İnsanı kâinatın küçük bir modeli olarak yaratan Allah, insandaki kalbi de insanın küçültülmüş bir modeli gibi yaratmış.

***

İnsanı kâinatın küçük bir modeli olarak yaratan Allah, dünyayı da ahiret hayatının küçük bir modeli gibi yaratmış.

***

İnsanın ruhu elinden alınınca, kimyasal atıkları yani kemikleri ve etleri tekrar toprağa dönüşür. İnsanı canlı kılan ruhdur. Çünkü ruh, bir sonsuzluk yolcusudur.

***

Ey insan! Sinek kadar küçük, ya da dünya kadar büyük uçak yapamayacağını anladığın halde, Allah’ın sanatını görüp acizliğini niye anlamazsın!

***

Kurt sessiz, kuzu sessiz. Canavardan hiç ses yok. Cır cır böcekleri de sustu. Tilkinin yuerinde yeller esiyor. Yani ormanda büyük bir sessizlik… Kimseden çıt çıkmıyor. Farkındalar anlaşılan. Aslan geri geliyor…

***

İniş de kalkış da her zaman zordur. Hayatın cilvesi bu.

***

İncil’in ilk emri “Sev”, Tevratın ilk emri “Yaşat”, Kur’an’ın ilk emri “Oku”. Hristiyan sevmedi, Yahudi yaşatmadı, Müslüman okumuyor. Sonuç; din(i)dar insan terörü.

***

Ne ezanlar okunuyor, camiler bomboş. Müslümanlar hala ıslık derdinde.

***

Eskiden baş örtüsünden dolayı mağdur olan kızlarımız vardı. Şimdi ise kızlarımızdan dolayı mağdur olan baş örtüsü var.

***

Birgün; Güneş’i doğduğu yerde karşılayacak, Güneş ile birlikte doğacağız.
O gün; bozguncuarın, fitnecilerin, zalimlerim ve şeytanlaşmış insanların gördüğü son gün olacak.
Güneşin doğup battığı her yerde olacak, ay olup yıldız olup Güneş’in battığı yerden Güneş gibi doğacağız.

***

Allah’ım! Çiçekli yollardan gelmek isterdim sana. Ama hep dikenli yollar düştü bahtıma.

***

Kimi kılı kırk yarıp kul hakkından yırtıyor, kimi ise kul hakkı yemek için kendini.

***

Bir hüzün gurbetidir dünya. Bir uçurtma gibi, nefsin isteklerine karşı koya koya yükseliyorum ufuklara.

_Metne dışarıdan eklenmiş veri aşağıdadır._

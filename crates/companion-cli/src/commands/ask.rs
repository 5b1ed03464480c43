//! Ask command - one-shot completion without conversation history.

use std::io::Write;

use companion_chat::{ChatOutcome, StreamControl};
use companion_ollama::{InferenceServiceManager, ServiceConfig};

pub(crate) async fn run(
    config: ServiceConfig,
    prompt: &str,
    system: Option<&str>,
    model: Option<String>,
    stream: bool,
) -> miette::Result<()> {
    let mut manager = InferenceServiceManager::new(config);
    super::start_service(&mut manager).await?;

    let client = super::chat_client(&manager)?;
    if let Some(model) = model {
        client.set_model(model);
    }
    let options = client.config().options.clone();

    let result = if stream {
        let mut streamed = String::new();
        let outcome = client
            .generate_stream(prompt, system, &options, &StreamControl::default(), |chunk| {
                streamed.push_str(chunk);
                print!("{}", chunk);
                std::io::stdout().flush().ok();
            })
            .await;
        if !streamed.is_empty() {
            println!();
        }
        if let Ok(ChatOutcome::Reply(reply)) = &outcome {
            if reply.trim() != streamed.trim() {
                println!("[filtered] {}", reply);
            }
        }
        outcome
    } else {
        client.generate(prompt, system, &options).await.map(|outcome| {
            if let ChatOutcome::Reply(text) = &outcome {
                println!("{}", text);
            }
            outcome
        })
    };

    let stopped = manager.stop().await;

    match result {
        Ok(ChatOutcome::Blocked { notice }) => Err(miette::miette!("{}", notice)),
        Ok(_) => stopped.map_err(|e| miette::miette!("Failed to stop inference service: {}", e)),
        Err(e) => Err(miette::miette!("Generation failed: {}", e)),
    }
}
//! In-process stand-ins for the Ollama HTTP API and the ollama binary.

#![allow(dead_code)]

use std::path::{Path, PathBuf};
use std::sync::atomic::{AtomicUsize, Ordering};
use std::sync::Arc;
use std::time::Duration;

use axum::body::Body;
use axum::extract::State;
use axum::http::{header, StatusCode};
use axum::response::{IntoResponse, Response};
use axum::routing::{get, post};
use axum::{Json, Router};
use serde_json::{json, Value};
use tokio::net::TcpListener;

#[derive(Clone, Default)]
pub struct FakeOllama {
    pub tags_hits: Arc<AtomicUsize>,
    /// Number of `/api/tags` calls answered with 503 before succeeding.
    pub unavailable_probes: Arc<AtomicUsize>,
    pub models: Arc<Vec<String>>,
    /// Raw body returned by the POST endpoints.
    pub body: Arc<String>,
    pub status: Arc<AtomicUsize>,
    /// Pause before the POST endpoints send headers.
    pub delay: Duration,
    /// Keep the POST body open after `body` is sent.
    pub stall: bool,
}

impl FakeOllama {
    pub fn with_models(models: &[&str]) -> Self {
        Self {
            models: Arc::new(models.iter().map(|m| m.to_string()).collect()),
            status: Arc::new(AtomicUsize::new(200)),
            ..Default::default()
        }
    }

    pub fn unavailable_for(self, probes: usize) -> Self {
        self.unavailable_probes.store(probes, Ordering::SeqCst);
        self
    }

    pub fn responding(mut self, status: u16, body: &str) -> Self {
        self.status = Arc::new(AtomicUsize::new(status as usize));
        self.body = Arc::new(body.to_string());
        self
    }

    pub fn delay(mut self, delay: Duration) -> Self {
        self.delay = delay;
        self
    }

    pub fn stalling(mut self) -> Self {
        self.stall = true;
        self
    }

    pub fn hits(&self) -> usize {
        self.tags_hits.load(Ordering::SeqCst)
    }

    /// Serve on an ephemeral port. Returns the port.
    pub async fn spawn(&self) -> u16 {
        let app = Router::new()
            .route("/api/tags", get(tags))
            .route("/api/chat", post(respond))
            .route("/api/generate", post(respond))
            .with_state(self.clone());

        let listener = TcpListener::bind("127.0.0.1:0").await.unwrap();
        let port = listener.local_addr().unwrap().port();
        tokio::spawn(async move {
            axum::serve(listener, app).await.unwrap();
        });
        port
    }
}

async fn tags(State(state): State<FakeOllama>) -> Response {
    state.tags_hits.fetch_add(1, Ordering::SeqCst);

    let pending = state.unavailable_probes.load(Ordering::SeqCst);
    if pending > 0 {
        state.unavailable_probes.store(pending - 1, Ordering::SeqCst);
        return StatusCode::SERVICE_UNAVAILABLE.into_response();
    }

    let models: Vec<Value> = state
        .models
        .iter()
        .map(|name| json!({ "name": name, "modified_at": "2024-05-01T10:00:00Z", "size": 1024 }))
        .collect();
    Json(json!({ "models": models })).into_response()
}

async fn respond(State(state): State<FakeOllama>, Json(_body): Json<Value>) -> Response {
    tokio::time::sleep(state.delay).await;
    let status = StatusCode::from_u16(state.status.load(Ordering::SeqCst) as u16).unwrap();

    if state.stall {
        let first = futures_util::stream::once(async move {
            Ok::<_, std::convert::Infallible>(state.body.as_str().to_string())
        });
        let body = Body::from_stream(futures_util::StreamExt::chain(
            first,
            futures_util::stream::pending(),
        ));
        return (status, [(header::CONTENT_TYPE, "application/x-ndjson")], body).into_response();
    }

    (
        status,
        [(header::CONTENT_TYPE, "application/x-ndjson")],
        state.body.as_str().to_string(),
    )
        .into_response()
}

/// A port nothing listens on.
pub async fn unused_port() -> u16 {
    let listener = TcpListener::bind("127.0.0.1:0").await.unwrap();
    listener.local_addr().unwrap().port()
}

/// Write an executable shell script into `dir`.
#[cfg(unix)]
pub fn write_script(dir: &Path, name: &str, body: &str) -> PathBuf {
    use std::os::unix::fs::PermissionsExt;

    let path = dir.join(name);
    std::fs::write(&path, format!("#!/bin/sh\n{}\n", body)).unwrap();
    std::fs::set_permissions(&path, std::fs::Permissions::from_mode(0o755)).unwrap();
    path
}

Yorsa da kaderin senaryoları, çarpsa da hüzün dalgaları; bekleyeceğim vuslatı. Şeytana inat, geçeceğim sabır denen sıratı.

***

Bazen bir hüzün takılıyor ayaklarıma, sevgim bile dert oluyor, bir özlem yakıyor yüreğimi. Bazen de yalvarıyorum dua dua, ama dileklerim gelmiyor bana. Dahası sığamıyorum içine, yoruyorum bedenimi. Duygularım, birkaç beden büyük geliyor bana.

***

Sabrın zehrini içeceksin damla damla. Gözyaşların özgür bırakıp, duayla sileceksin gözünü. Kaygılarını şükür ile dağıtıp, korkularını sabır ile korkutacaksın.

***

Sevgin düşerse şehvet ateşine, cismaniyette kaybedersin aşkı. Kalbine kezzab içirip, ruhunun kolunu kanadını kırarsın. Sonra olur dil isyankȃr, hatta olur hȃl isyankȃr.